WORK TASK: From the entries, filter out every line that lacks "Manifold" and copy the rest.

PROVIDED INFORMATION:

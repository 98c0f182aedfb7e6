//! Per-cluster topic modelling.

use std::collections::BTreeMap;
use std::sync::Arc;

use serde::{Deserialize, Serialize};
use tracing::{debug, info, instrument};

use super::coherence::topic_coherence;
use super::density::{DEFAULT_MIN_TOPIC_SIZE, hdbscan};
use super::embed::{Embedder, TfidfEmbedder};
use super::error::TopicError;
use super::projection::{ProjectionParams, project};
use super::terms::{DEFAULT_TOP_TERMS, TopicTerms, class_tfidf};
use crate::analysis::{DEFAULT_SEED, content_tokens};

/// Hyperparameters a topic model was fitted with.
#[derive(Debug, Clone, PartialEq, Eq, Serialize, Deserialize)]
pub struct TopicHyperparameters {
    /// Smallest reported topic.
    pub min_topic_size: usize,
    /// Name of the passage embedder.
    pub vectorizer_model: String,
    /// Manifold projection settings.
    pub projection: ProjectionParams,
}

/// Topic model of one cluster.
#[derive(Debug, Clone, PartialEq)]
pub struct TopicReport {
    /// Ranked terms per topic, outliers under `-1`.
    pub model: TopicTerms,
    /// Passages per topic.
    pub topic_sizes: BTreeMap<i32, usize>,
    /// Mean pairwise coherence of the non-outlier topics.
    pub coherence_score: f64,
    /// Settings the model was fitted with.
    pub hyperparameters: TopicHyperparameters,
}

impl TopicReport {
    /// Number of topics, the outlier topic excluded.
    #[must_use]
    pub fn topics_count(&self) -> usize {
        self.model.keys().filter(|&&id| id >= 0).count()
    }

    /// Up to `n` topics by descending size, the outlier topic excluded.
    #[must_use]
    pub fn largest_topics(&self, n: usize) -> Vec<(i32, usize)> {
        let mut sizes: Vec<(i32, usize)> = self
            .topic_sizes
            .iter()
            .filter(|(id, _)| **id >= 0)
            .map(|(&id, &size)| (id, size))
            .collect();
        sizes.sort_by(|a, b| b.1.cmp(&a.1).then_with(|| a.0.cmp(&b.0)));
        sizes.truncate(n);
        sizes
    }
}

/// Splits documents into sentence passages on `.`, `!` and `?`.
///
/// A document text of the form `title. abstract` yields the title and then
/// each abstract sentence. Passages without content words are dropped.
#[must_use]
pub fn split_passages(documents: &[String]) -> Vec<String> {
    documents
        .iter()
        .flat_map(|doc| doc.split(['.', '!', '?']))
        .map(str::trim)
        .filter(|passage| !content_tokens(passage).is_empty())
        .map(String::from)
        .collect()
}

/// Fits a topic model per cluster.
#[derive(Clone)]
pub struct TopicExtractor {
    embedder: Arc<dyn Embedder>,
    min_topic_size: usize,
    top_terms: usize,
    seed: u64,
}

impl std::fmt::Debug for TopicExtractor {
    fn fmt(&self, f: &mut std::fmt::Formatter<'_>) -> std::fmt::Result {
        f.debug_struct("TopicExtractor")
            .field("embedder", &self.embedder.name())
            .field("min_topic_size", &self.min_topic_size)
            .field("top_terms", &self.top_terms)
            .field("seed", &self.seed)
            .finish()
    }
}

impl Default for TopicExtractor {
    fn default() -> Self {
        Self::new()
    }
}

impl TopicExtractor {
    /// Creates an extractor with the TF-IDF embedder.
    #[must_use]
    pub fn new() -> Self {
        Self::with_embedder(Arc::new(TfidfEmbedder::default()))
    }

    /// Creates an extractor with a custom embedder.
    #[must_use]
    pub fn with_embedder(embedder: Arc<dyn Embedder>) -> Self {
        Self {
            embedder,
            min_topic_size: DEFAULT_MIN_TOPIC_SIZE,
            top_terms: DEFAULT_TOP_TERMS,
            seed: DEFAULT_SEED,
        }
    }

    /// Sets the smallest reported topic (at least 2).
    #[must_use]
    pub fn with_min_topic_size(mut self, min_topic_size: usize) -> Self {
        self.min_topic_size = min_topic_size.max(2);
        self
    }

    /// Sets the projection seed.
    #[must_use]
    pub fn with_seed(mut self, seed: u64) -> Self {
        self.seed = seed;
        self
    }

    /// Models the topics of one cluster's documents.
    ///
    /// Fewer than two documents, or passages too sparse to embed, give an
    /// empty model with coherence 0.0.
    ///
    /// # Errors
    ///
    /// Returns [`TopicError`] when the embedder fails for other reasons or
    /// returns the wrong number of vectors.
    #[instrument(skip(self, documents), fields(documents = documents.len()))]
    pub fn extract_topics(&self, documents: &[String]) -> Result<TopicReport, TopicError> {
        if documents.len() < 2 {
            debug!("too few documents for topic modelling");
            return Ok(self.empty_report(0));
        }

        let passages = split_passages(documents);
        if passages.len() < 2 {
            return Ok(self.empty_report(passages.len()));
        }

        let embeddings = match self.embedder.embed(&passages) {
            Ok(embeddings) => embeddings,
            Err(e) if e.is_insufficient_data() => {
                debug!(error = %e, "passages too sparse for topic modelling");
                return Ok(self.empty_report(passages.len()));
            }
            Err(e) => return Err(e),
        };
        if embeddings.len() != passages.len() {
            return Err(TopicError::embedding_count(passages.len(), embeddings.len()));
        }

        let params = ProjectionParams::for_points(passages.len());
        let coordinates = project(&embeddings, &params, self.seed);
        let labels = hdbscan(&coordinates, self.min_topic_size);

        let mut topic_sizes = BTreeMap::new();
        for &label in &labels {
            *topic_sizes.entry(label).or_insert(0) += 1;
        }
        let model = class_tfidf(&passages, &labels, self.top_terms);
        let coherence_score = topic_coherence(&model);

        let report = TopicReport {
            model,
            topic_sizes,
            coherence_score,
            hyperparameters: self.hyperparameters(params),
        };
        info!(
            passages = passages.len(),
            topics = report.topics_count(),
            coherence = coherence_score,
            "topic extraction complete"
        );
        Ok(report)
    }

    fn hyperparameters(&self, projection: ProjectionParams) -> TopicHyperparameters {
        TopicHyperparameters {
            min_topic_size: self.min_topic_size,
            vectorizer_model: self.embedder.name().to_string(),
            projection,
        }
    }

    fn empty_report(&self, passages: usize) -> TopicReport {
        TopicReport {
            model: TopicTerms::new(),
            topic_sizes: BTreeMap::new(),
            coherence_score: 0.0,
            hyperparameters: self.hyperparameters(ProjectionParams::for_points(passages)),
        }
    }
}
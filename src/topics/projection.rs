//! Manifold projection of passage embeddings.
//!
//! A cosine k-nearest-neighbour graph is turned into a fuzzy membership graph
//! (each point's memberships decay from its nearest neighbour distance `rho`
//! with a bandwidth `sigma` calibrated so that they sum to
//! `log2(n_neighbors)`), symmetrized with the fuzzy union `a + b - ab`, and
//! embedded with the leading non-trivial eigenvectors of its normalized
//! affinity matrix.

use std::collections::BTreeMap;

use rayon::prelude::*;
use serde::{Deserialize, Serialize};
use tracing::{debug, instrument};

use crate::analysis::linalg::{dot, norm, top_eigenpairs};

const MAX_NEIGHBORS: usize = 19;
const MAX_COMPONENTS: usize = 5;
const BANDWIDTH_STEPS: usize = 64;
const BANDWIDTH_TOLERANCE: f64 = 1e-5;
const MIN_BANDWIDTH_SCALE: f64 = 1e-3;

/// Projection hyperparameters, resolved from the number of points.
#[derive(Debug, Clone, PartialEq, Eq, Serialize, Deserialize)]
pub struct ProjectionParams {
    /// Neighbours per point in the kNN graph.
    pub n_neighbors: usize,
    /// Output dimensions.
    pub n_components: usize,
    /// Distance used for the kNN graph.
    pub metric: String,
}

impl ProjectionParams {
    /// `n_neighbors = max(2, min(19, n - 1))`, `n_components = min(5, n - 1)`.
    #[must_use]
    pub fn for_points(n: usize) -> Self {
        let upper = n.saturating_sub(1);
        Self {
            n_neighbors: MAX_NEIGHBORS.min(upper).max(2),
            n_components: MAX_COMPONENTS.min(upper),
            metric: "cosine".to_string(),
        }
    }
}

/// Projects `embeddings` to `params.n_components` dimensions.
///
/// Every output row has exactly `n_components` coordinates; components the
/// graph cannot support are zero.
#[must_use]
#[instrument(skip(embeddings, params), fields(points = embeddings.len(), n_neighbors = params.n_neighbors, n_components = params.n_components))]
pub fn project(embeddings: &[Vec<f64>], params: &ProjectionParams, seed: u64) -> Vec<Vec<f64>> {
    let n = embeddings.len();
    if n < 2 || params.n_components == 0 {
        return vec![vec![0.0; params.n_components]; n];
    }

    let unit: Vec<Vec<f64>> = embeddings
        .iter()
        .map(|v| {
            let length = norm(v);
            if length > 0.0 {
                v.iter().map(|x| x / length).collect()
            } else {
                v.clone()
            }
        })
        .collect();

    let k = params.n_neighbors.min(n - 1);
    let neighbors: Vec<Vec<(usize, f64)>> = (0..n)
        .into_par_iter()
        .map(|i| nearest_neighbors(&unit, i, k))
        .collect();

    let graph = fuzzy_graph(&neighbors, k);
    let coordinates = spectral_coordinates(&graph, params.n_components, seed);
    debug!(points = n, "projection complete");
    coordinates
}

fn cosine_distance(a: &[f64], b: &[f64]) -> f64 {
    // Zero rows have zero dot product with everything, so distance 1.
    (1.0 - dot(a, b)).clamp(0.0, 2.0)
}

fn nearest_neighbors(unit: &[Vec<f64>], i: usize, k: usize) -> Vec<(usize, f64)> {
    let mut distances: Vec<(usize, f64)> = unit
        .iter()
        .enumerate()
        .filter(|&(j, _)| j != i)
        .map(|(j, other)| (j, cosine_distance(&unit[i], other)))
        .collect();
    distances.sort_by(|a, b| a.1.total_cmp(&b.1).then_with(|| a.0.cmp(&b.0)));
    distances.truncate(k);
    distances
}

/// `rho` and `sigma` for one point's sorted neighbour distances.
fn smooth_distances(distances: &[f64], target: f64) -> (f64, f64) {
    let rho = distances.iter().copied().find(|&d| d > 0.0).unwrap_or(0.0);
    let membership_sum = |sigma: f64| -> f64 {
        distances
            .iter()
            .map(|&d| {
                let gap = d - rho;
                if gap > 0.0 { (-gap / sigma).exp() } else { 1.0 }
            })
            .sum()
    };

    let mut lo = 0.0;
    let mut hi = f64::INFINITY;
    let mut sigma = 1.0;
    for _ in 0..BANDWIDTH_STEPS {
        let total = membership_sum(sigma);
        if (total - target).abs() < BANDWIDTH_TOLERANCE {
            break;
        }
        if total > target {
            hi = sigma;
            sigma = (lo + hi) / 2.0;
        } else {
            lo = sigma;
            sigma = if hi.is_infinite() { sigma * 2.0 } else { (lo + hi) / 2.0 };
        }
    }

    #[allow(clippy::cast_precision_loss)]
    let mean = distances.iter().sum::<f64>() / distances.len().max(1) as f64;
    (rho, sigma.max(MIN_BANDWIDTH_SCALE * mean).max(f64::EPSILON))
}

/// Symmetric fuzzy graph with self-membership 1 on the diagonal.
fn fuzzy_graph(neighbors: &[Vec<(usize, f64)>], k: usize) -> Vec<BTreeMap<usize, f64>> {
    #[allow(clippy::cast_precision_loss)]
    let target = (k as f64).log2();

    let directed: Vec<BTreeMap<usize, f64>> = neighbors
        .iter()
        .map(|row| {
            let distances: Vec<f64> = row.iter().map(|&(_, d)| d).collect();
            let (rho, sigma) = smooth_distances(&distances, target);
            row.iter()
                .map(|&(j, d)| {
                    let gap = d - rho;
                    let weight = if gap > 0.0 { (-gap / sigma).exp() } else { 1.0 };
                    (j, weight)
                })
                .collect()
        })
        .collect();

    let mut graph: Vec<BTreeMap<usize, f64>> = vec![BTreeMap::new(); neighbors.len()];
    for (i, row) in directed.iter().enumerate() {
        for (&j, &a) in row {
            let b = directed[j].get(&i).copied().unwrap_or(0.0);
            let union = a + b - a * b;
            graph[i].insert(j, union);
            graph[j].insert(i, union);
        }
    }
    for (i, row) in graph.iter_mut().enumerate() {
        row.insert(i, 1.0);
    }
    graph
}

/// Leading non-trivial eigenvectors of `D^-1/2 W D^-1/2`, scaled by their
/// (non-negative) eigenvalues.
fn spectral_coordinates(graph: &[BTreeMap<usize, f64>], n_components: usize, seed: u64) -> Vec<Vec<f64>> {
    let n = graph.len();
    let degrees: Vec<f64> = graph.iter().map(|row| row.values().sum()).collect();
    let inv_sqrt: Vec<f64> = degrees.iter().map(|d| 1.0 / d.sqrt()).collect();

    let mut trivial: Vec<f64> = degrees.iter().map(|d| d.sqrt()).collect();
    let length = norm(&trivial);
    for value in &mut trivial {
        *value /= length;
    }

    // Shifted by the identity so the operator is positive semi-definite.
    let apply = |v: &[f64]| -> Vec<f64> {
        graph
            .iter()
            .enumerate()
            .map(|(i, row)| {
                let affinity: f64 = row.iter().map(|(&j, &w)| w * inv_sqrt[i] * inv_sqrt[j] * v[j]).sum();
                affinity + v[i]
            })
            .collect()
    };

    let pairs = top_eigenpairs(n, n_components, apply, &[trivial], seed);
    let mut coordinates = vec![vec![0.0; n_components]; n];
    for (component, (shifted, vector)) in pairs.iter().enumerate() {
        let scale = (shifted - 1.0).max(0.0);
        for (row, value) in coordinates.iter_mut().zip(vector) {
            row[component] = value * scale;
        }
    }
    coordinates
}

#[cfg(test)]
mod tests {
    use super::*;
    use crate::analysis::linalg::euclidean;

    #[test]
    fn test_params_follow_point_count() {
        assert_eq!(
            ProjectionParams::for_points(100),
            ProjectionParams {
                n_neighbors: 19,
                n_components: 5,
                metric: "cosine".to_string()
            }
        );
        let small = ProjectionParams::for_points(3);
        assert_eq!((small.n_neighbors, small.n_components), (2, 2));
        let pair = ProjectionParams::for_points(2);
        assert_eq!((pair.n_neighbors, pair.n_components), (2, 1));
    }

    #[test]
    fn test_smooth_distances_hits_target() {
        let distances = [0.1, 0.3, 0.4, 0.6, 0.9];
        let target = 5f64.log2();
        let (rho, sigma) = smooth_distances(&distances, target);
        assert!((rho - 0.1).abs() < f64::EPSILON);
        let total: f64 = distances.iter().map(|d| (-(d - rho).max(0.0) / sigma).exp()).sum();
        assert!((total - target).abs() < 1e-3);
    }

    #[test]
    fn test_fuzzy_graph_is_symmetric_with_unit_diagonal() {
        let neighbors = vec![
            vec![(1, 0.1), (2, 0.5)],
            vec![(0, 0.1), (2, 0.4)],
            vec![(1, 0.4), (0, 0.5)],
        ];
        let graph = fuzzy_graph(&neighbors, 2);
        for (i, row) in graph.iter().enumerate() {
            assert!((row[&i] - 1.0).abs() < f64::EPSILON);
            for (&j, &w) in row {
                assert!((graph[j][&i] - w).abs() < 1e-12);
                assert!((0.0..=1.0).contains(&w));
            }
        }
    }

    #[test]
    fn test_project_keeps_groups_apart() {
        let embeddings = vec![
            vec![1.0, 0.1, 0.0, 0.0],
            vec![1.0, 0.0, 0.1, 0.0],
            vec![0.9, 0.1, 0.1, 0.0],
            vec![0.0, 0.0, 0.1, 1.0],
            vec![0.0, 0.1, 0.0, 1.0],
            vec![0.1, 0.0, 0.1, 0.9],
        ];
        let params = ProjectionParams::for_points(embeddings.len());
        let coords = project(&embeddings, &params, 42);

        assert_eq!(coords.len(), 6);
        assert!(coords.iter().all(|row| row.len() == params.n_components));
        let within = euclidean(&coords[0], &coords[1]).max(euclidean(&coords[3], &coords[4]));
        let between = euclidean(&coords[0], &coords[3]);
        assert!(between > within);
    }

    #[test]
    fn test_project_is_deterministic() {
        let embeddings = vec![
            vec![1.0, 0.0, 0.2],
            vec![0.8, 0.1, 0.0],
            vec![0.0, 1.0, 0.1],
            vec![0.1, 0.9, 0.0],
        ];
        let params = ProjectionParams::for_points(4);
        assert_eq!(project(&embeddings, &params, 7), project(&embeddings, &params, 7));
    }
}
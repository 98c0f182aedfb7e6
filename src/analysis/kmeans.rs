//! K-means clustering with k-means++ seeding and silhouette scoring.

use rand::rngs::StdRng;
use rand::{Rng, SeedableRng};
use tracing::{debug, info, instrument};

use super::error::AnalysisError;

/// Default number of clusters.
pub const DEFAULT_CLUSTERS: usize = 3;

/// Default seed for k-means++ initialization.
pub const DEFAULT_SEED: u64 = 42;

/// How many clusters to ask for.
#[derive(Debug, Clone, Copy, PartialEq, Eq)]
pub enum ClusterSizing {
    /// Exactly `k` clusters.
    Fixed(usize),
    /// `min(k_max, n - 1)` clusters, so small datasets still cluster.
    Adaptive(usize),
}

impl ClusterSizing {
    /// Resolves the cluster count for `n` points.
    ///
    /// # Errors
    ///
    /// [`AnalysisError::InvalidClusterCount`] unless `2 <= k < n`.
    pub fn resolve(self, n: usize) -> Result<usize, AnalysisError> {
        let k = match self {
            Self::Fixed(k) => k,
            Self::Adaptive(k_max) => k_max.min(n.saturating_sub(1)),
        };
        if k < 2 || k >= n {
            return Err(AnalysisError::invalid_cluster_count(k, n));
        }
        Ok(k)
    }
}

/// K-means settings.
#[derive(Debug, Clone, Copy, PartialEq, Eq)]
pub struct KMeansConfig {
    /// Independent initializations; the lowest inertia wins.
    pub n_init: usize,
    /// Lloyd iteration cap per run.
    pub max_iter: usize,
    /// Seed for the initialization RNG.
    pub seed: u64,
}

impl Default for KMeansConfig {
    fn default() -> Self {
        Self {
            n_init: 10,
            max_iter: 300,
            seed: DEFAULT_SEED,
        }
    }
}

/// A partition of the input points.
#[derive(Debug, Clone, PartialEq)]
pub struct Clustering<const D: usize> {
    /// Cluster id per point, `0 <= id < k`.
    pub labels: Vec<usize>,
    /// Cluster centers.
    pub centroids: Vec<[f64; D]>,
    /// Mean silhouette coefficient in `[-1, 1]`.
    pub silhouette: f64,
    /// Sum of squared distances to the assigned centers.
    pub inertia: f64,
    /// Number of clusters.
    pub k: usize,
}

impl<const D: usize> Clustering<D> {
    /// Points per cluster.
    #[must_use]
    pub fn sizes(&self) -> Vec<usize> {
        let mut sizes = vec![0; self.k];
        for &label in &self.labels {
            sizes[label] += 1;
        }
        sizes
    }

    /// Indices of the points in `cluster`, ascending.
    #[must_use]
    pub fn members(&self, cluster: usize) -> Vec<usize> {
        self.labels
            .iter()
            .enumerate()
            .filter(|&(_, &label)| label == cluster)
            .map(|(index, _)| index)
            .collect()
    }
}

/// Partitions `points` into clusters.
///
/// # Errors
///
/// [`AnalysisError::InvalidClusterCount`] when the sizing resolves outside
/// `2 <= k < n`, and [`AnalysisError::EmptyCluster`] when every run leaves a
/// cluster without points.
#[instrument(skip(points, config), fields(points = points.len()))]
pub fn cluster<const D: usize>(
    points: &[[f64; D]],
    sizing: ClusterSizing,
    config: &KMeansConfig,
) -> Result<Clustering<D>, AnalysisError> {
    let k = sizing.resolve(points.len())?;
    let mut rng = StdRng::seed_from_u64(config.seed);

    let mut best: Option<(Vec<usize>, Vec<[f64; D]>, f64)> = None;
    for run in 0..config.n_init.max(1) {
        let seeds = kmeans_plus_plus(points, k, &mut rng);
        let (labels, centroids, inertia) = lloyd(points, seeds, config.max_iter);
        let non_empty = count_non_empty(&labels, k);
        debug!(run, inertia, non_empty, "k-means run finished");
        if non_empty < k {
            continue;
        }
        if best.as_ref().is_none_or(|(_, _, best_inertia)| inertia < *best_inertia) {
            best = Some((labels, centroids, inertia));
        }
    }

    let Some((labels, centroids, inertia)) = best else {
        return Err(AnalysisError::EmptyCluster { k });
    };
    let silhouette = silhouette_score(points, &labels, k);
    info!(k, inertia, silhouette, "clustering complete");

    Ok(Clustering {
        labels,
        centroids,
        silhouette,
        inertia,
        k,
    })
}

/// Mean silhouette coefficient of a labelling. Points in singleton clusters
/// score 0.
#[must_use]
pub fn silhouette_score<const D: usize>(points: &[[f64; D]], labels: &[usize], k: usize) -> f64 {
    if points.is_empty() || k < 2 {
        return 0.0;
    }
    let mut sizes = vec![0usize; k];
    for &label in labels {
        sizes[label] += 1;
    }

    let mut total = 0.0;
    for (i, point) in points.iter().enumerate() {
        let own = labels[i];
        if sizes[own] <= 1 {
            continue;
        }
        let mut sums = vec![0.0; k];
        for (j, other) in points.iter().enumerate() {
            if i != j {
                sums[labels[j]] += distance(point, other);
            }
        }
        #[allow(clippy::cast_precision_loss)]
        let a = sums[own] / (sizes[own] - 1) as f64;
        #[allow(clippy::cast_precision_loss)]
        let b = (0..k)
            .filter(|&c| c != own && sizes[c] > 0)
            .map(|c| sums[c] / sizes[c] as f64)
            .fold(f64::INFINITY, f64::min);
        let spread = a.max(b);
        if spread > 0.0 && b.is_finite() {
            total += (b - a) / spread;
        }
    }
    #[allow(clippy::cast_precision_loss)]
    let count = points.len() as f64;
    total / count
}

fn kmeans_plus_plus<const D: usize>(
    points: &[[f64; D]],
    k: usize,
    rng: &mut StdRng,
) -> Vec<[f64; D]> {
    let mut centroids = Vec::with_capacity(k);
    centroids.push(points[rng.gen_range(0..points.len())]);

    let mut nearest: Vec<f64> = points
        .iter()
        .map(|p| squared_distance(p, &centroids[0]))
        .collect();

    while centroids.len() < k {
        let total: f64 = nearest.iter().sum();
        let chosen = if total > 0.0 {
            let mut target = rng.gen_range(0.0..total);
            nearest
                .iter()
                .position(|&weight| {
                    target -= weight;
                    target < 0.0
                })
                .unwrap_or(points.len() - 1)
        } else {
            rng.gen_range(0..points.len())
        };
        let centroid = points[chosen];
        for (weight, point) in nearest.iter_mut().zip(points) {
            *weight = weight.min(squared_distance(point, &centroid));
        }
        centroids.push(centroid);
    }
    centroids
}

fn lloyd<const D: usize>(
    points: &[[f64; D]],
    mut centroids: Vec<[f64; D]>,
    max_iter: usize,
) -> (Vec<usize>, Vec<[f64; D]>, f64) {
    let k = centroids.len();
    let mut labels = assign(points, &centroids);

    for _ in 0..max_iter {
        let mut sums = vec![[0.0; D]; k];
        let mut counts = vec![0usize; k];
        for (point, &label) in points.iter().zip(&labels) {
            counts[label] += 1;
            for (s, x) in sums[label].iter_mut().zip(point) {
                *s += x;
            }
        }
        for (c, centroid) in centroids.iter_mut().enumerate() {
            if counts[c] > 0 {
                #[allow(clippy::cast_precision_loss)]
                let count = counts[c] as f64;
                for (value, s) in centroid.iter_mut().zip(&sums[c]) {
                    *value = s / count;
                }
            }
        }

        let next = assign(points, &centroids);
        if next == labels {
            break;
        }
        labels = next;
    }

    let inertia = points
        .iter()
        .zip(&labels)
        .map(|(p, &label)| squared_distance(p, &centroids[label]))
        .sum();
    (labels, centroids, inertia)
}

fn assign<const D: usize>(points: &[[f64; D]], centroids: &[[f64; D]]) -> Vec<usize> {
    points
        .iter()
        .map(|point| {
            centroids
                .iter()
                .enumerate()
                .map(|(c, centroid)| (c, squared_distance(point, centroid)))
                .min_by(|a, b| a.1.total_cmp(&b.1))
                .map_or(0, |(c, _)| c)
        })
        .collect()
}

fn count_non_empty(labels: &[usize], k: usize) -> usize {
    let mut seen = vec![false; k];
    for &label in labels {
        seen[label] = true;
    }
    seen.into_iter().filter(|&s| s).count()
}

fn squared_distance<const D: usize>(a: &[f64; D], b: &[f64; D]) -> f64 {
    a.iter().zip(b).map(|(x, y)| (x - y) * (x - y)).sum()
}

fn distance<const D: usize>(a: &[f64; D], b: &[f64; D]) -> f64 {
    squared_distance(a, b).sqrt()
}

EXERCISE RESULT:
    /// Manifold projection settings.
//! Manifold projection of passage embeddings.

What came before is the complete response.